The Tin Racket

An investigation into tin mining in Indonesia, tracing how one of the world’s largest tin producers systematically sourced illegal tin - and covered it up.
I jointly reported on this story, working closely with Nike Shabrina in Indonesia, and coordinated joint publication with Follow The Money (Netherlands), Finnish public broadcaster Yle and KCIJ Newstapa (Korea).
The investigation
The Indonesian islands of Bangka and Belitung produce nearly a fifth of the world’s tin, a metal critical to electronic devices ranging from solar panels to semiconducters. Over the last three decades, the islands have been devastated by illegal mining, leaving environmental damage that experts have valued in the tens of millions of dollars.
The Tin Racket investigated how illegally mined tin moves from these operations into the global supply chain — reaching major technology companies including Apple, Samsung and Tesla.

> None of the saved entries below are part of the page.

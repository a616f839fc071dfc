//! Password Hashing and Credential Verification

use crate::auth::models::UserResponse;
use crate::auth::store::UserStore;
use crate::config::HashingConfig;
use crate::error::AuthError;

use argon2::{
    password_hash::{rand_core::OsRng, PasswordHash, PasswordHasher, PasswordVerifier, SaltString},
    Algorithm, Argon2, Params, Version,
};
use std::sync::Arc;

/// Argon2id hasher with configured cost
#[derive(Clone)]
pub struct Argon2Hasher {
    params: Params,
}

impl Argon2Hasher {
    pub fn new(config: &HashingConfig) -> Result<Self, AuthError> {
        let params = Params::new(
            config.memory_cost,
            config.time_cost,
            config.parallelism,
            None,
        )
        .map_err(|e| AuthError::Config(format!("invalid Argon2 parameters: {e}")))?;

        Ok(Self { params })
    }

    fn argon2(&self) -> Argon2<'static> {
        Argon2::new(Algorithm::Argon2id, Version::V0x13, self.params.clone())
    }

    /// Hash a password with a fresh salt
    pub fn hash_password(&self, password: &str) -> Result<String, AuthError> {
        let salt = SaltString::generate(&mut OsRng);
        let hash = self
            .argon2()
            .hash_password(password.as_bytes(), &salt)?
            .to_string();
        Ok(hash)
    }

    /// Verify a password against a stored PHC hash string
    pub fn verify_password(&self, password: &str, hash: &str) -> Result<bool, AuthError> {
        let parsed_hash = PasswordHash::new(hash).map_err(|e| {
            tracing::error!("Stored password hash is unparsable: {:?}", e);
            AuthError::Internal
        })?;

        Ok(self
            .argon2()
            .verify_password(password.as_bytes(), &parsed_hash)
            .is_ok())
    }
}

/// Checks an email/password pair against the user store
pub struct CredentialVerifier {
    store: Arc<dyn UserStore>,
    hasher: Argon2Hasher,
    /// Verified against when the email is unknown, at the configured cost
    dummy_hash: String,
}

impl CredentialVerifier {
    pub fn new(store: Arc<dyn UserStore>, hasher: Argon2Hasher) -> Result<Self, AuthError> {
        let dummy_hash = hasher.hash_password("unknown-account-placeholder")?;

        Ok(Self {
            store,
            hasher,
            dummy_hash,
        })
    }

    pub fn hasher(&self) -> &Argon2Hasher {
        &self.hasher
    }

    /// Unknown email and wrong password both yield `None`
    pub async fn verify(
        &self,
        email: &str,
        password: &str,
    ) -> Result<Option<UserResponse>, AuthError> {
        let Some(user) = self.store.find_by_email(email).await? else {
            // Same Argon2 work as a real account so timing does not reveal the miss
            self.hasher.verify_password(password, &self.dummy_hash)?;
            return Ok(None);
        };

        if !self.hasher.verify_password(password, &user.password_hash)? {
            return Ok(None);
        }

        Ok(Some(UserResponse::from(user)))
    }
}
//! Project Models

use chrono::{DateTime, Utc};
use serde::{Deserialize, Serialize};
use sqlx::FromRow;
use uuid::Uuid;
use validator::Validate;

/// Project category enum matching database type
#[derive(Debug, Clone, Copy, Default, PartialEq, Eq, Serialize, Deserialize, sqlx::Type)]
#[sqlx(type_name = "project_category", rename_all = "SCREAMING_SNAKE_CASE")]
#[serde(rename_all = "SCREAMING_SNAKE_CASE")]
pub enum Category {
    #[default]
    Default,
    FullStack,
    FrontEnd,
    BackEnd,
    Mobile,
    Game,
}

/// Portfolio project entity
#[derive(Debug, Clone, PartialEq, Serialize, Deserialize, FromRow)]
#[serde(rename_all = "camelCase")]
pub struct Project {
    pub id: Uuid,
    pub title: String,
    pub description: String,
    pub technologies: Vec<String>,
    pub image_url: String,
    pub live_url: Option<String>,
    pub github_url: Option<String>,
    pub featured: bool,
    pub importance: i32,
    pub category: Category,
    pub created_at: DateTime<Utc>,
    pub updated_at: DateTime<Utc>,
}

impl Project {
    /// Apply a partial update in place
    pub fn apply(&mut self, update: UpdateProjectRequest) {
        if let Some(title) = update.title {
            self.title = title;
        }
        if let Some(description) = update.description {
            self.description = description;
        }
        if let Some(technologies) = update.technologies {
            self.technologies = technologies;
        }
        if let Some(image_url) = update.image_url {
            self.image_url = image_url;
        }
        if update.live_url.is_some() {
            self.live_url = update.live_url;
        }
        if update.github_url.is_some() {
            self.github_url = update.github_url;
        }
        if let Some(featured) = update.featured {
            self.featured = featured;
        }
        if let Some(importance) = update.importance {
            self.importance = importance;
        }
        if let Some(category) = update.category {
            self.category = category;
        }
        self.updated_at = Utc::now();
    }
}

/// Create project request
#[derive(Debug, Clone, Deserialize, Validate)]
#[serde(rename_all = "camelCase", deny_unknown_fields)]
pub struct CreateProjectRequest {
    pub title: String,

    pub description: String,

    pub technologies: Vec<String>,

    #[validate(url(message = "imageUrl must be a URL address"))]
    pub image_url: String,

    #[validate(url(message = "liveUrl must be a URL address"))]
    pub live_url: Option<String>,

    #[validate(url(message = "githubUrl must be a URL address"))]
    pub github_url: Option<String>,

    pub featured: bool,

    pub importance: i32,

    #[serde(default)]
    pub category: Category,
}

/// Update project request; absent fields are left unchanged
#[derive(Debug, Clone, Default, Deserialize, Validate)]
#[serde(rename_all = "camelCase", deny_unknown_fields)]
pub struct UpdateProjectRequest {
    pub title: Option<String>,

    pub description: Option<String>,

    pub technologies: Option<Vec<String>>,

    #[validate(url(message = "imageUrl must be a URL address"))]
    pub image_url: Option<String>,

    #[validate(url(message = "liveUrl must be a URL address"))]
    pub live_url: Option<String>,

    #[validate(url(message = "githubUrl must be a URL address"))]
    pub github_url: Option<String>,

    pub featured: Option<bool>,

    pub importance: Option<i32>,

    pub category: Option<Category>,
}

/// Sort column for project listings
#[derive(Debug, Clone, Copy, Default, PartialEq, Eq, Deserialize)]
pub enum ProjectSort {
    #[default]
    #[serde(rename = "importance")]
    Importance,
    #[serde(rename = "createdAt")]
    CreatedAt,
}

impl ProjectSort {
    pub fn column(&self) -> &'static str {
        match self {
            ProjectSort::Importance => "importance",
            ProjectSort::CreatedAt => "created_at",
        }
    }
}

#[derive(Debug, Clone, Copy, Default, PartialEq, Eq, Deserialize)]
#[serde(rename_all = "lowercase")]
pub enum SortOrder {
    Asc,
    #[default]
    Desc,
}

impl SortOrder {
    pub fn keyword(&self) -> &'static str {
        match self {
            SortOrder::Asc => "ASC",
            SortOrder::Desc => "DESC",
        }
    }
}

/// Project list query parameters
#[derive(Debug, Clone, Default, Deserialize)]
#[serde(default)]
pub struct ProjectQuery {
    pub category: Option<Category>,
    pub featured: Option<bool>,
    pub sort: ProjectSort,
    pub order: SortOrder,
}

impl ProjectQuery {
    /// Whether a project passes the category and featured filters
    pub fn matches(&self, project: &Project) -> bool {
        self.category.map_or(true, |c| project.category == c)
            && self.featured.map_or(true, |f| project.featured == f)
    }
}
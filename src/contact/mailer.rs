//! Outbound Mail
//!
//! The contact endpoint hands a composed [`OutgoingEmail`] to a [`Mailer`].
//! [`SmtpMailer`] delivers it through an authenticated SMTP relay; tests use
//! an in-process recorder instead.

use crate::config::MailConfig;
use crate::error::ServiceError;

use async_trait::async_trait;
use lettre::{
    message::{Mailbox, MultiPart},
    transport::smtp::authentication::Credentials,
    Message, SmtpTransport, Transport,
};
use std::sync::Arc;

/// A fully composed message, independent of transport
#[derive(Debug, Clone, PartialEq, Eq)]
pub struct OutgoingEmail {
    pub subject: String,
    pub text: String,
    pub html: String,
}

/// Delivers mail to the site owner's mailbox
#[async_trait]
pub trait Mailer: Send + Sync {
    async fn send(&self, email: OutgoingEmail) -> Result<(), ServiceError>;
}

fn escape_html(input: &str) -> String {
    let mut out = String::with_capacity(input.len());
    for c in input.chars() {
        match c {
            '&' => out.push_str("&amp;"),
            '<' => out.push_str("&lt;"),
            '>' => out.push_str("&gt;"),
            '"' => out.push_str("&quot;"),
            '\'' => out.push_str("&#39;"),
            _ => out.push(c),
        }
    }
    out
}

/// Build the notification sent for one contact form submission
pub fn compose_contact_email(name: &str, email: &str, message: &str) -> OutgoingEmail {
    let text = format!("Name: {name}\nEmail: {email}\n\nMessage:\n{message}\n");

    let html = format!(
        "<h3>New Contact Form Submission</h3>\n\
         <p><strong>Name:</strong> {}</p>\n\
         <p><strong>Email:</strong> {}</p>\n\
         <p><strong>Message:</strong></p>\n\
         <p>{}</p>\n",
        escape_html(name),
        escape_html(email),
        escape_html(message).replace("\r\n", "\n").replace('\n', "<br>"),
    );

    OutgoingEmail {
        subject: format!("Portfolio Contact: {name}"),
        text,
        html,
    }
}

/// Wrap an email as a text/HTML alternative sent from and to `mailbox`
fn build_message(mailbox: &Mailbox, email: OutgoingEmail) -> Result<Message, ServiceError> {
    Message::builder()
        .from(mailbox.clone())
        .to(mailbox.clone())
        .subject(email.subject)
        .multipart(MultiPart::alternative_plain_html(email.text, email.html))
        .map_err(|e| ServiceError::Mail(e.to_string()))
}

/// SMTP relay mailer; the mailbox is both sender and recipient
#[derive(Clone)]
pub struct SmtpMailer {
    transport: Arc<SmtpTransport>,
    mailbox: Mailbox,
}

impl SmtpMailer {
    pub fn new(config: &MailConfig) -> Result<Self, ServiceError> {
        let mailbox: Mailbox = config
            .username
            .parse()
            .map_err(|e| ServiceError::Mail(format!("invalid EMAIL_USER: {e}")))?;

        let transport = SmtpTransport::relay(&config.smtp_host)
            .map_err(|e| ServiceError::Mail(format!("invalid SMTP relay: {e}")))?
            .credentials(Credentials::new(
                config.username.clone(),
                config.password.clone(),
            ))
            .build();

        Ok(Self {
            transport: Arc::new(transport),
            mailbox,
        })
    }
}

#[async_trait]
impl Mailer for SmtpMailer {
    async fn send(&self, email: OutgoingEmail) -> Result<(), ServiceError> {
        let message = build_message(&self.mailbox, email)?;
        let transport = self.transport.clone();

        // lettre's SmtpTransport blocks on network I/O
        tokio::task::spawn_blocking(move || transport.send(&message))
            .await
            .map_err(|e| ServiceError::Mail(format!("mail task failed: {e}")))?
            .map_err(|e| ServiceError::Mail(e.to_string()))?;

        Ok(())
    }
}
//! Portfolio API server

use portfolio_api::{create_router, db, AppConfig, AppState};

use tracing_subscriber::{layer::SubscriberExt, util::SubscriberInitExt};

#[tokio::main]
async fn main() -> anyhow::Result<()> {
    // Load .env file if present
    dotenvy::dotenv().ok();

    // Initialize tracing
    tracing_subscriber::registry()
        .with(
            tracing_subscriber::EnvFilter::try_from_default_env()
                .unwrap_or_else(|_| "info,portfolio_api=debug".into()),
        )
        .with(tracing_subscriber::fmt::layer())
        .init();

    tracing::info!("Starting Portfolio API v{}", env!("CARGO_PKG_VERSION"));

    let config = AppConfig::from_env()?;
    tracing::info!("Configuration loaded");

    let pool = db::connect(&config.database).await?;
    db::run_migrations(&pool).await?;

    let state = AppState::postgres(pool.clone(), &config)?;
    let app = create_router(state);

    let listener = tokio::net::TcpListener::bind(&config.bind_addr).await?;
    tracing::info!("Listening on {}", config.bind_addr);

    axum::serve(listener, app)
        .with_graceful_shutdown(shutdown_signal())
        .await?;

    pool.close().await;
    tracing::info!("Database pool closed, shutdown complete");
    Ok(())
}

/// Resolve on Ctrl-C or SIGTERM
async fn shutdown_signal() {
    let ctrl_c = async {
        if let Err(e) = tokio::signal::ctrl_c().await {
            tracing::error!("Failed to listen for Ctrl-C: {}", e);
            std::future::pending::<()>().await;
        }
    };

    #[cfg(unix)]
    let terminate = async {
        match tokio::signal::unix::signal(tokio::signal::unix::SignalKind::terminate()) {
            Ok(mut signal) => {
                signal.recv().await;
            }
            Err(e) => {
                tracing::error!("Failed to listen for SIGTERM: {}", e);
                std::future::pending::<()>().await;
            }
        }
    };

    #[cfg(not(unix))]
    let terminate = std::future::pending::<()>();

    tokio::select! {
        _ = ctrl_c => {},
        _ = terminate => {},
    }

    tracing::info!("Shutdown signal received");
}
//! Authentication HTTP Handlers
//!
//! REST API endpoints for authentication operations.

use crate::auth::extractors::{AuthUser, ValidatedJson};
use crate::auth::middleware;
use crate::auth::models::*;
use crate::auth::service::SessionManager;
use crate::error::AuthError;

use axum::{
    extract::State,
    http::StatusCode,
    middleware as axum_middleware,
    response::IntoResponse,
    routing::{get, post},
    Json, Router,
};
use std::sync::Arc;

/// Shared session manager state
pub type AuthState = Arc<SessionManager>;

// ============================================
// Route Builder
// ============================================

/// Create authentication routes
pub fn create_routes(sessions: AuthState) -> Router {
    // Public routes (no authentication required)
    let public = Router::new()
        .route("/auth/login", post(login))
        .route("/auth/refresh-token", post(refresh_token));

    // Protected routes (require an unspent access token)
    let protected = Router::new()
        .route("/auth/me", get(get_current_user))
        .route("/auth/logout", post(logout))
        .route_layer(axum_middleware::from_fn_with_state(
            sessions.clone(),
            middleware::require_auth,
        ));

    Router::new()
        .merge(public)
        .merge(protected)
        .with_state(sessions)
}

// ============================================
// Login / Logout
// ============================================

/// POST /auth/login
///
/// Authenticate user and return an access token
pub async fn login(
    State(sessions): State<AuthState>,
    ValidatedJson(req): ValidatedJson<LoginRequest>,
) -> Result<impl IntoResponse, AuthError> {
    let response = sessions.login(&req.email, &req.password).await?;

    Ok((StatusCode::CREATED, Json(response)))
}

/// POST /auth/logout
///
/// Revoke every refresh token held by the caller
pub async fn logout(
    State(sessions): State<AuthState>,
    user: AuthUser,
) -> Result<impl IntoResponse, AuthError> {
    sessions.invalidate_all(user.id).await?;

    Ok(Json(MessageResponse::new("Logged out successfully")))
}

// ============================================
// Token Refresh
// ============================================

/// POST /auth/refresh-token
///
/// Exchange a refresh token for a new access token
pub async fn refresh_token(
    State(sessions): State<AuthState>,
    ValidatedJson(req): ValidatedJson<RefreshTokenRequest>,
) -> Result<impl IntoResponse, AuthError> {
    let response = sessions.refresh_tokens(&req.refresh_token).await?;

    Ok((StatusCode::CREATED, Json(response)))
}

// ============================================
// Current User
// ============================================

/// GET /auth/me
///
/// Get current authenticated user
pub async fn get_current_user(user: AuthUser) -> impl IntoResponse {
    Json(serde_json::json!({
        "user": UserResponse {
            id: user.id,
            email: user.email,
            role: user.role,
        }
    }))
}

We interviewed miners, middlemen and employees of state-owned miner PT Timah, the world’s fourth-largest tin producer, and analysed documents from one of the largest corruption trials in Indonesian history. For seven years, PT Timah deliberately sourced illegal mined tin through intermediaries and shell companies: a scheme for which its former president director was sentenced to 20 years in prison and fined $29 million.
Findings
Our investigation found that, two years after the court verdicts, illegal tin was still entering Timah’s supply chain, with middlemen openly admitting they don’t check where their ore comes from. The audits that tech companies rely on, from the Responsible Minerals Initiative’s RMAP process, failed to identify any of these problems.
The Gecko Project has since reported on Indonesia’s subsequent military-backed crackdown on illegal tin mining, which has seen around $420 million in assets seized and handed to PT Timah — the same company at the centre of the corruption scandal.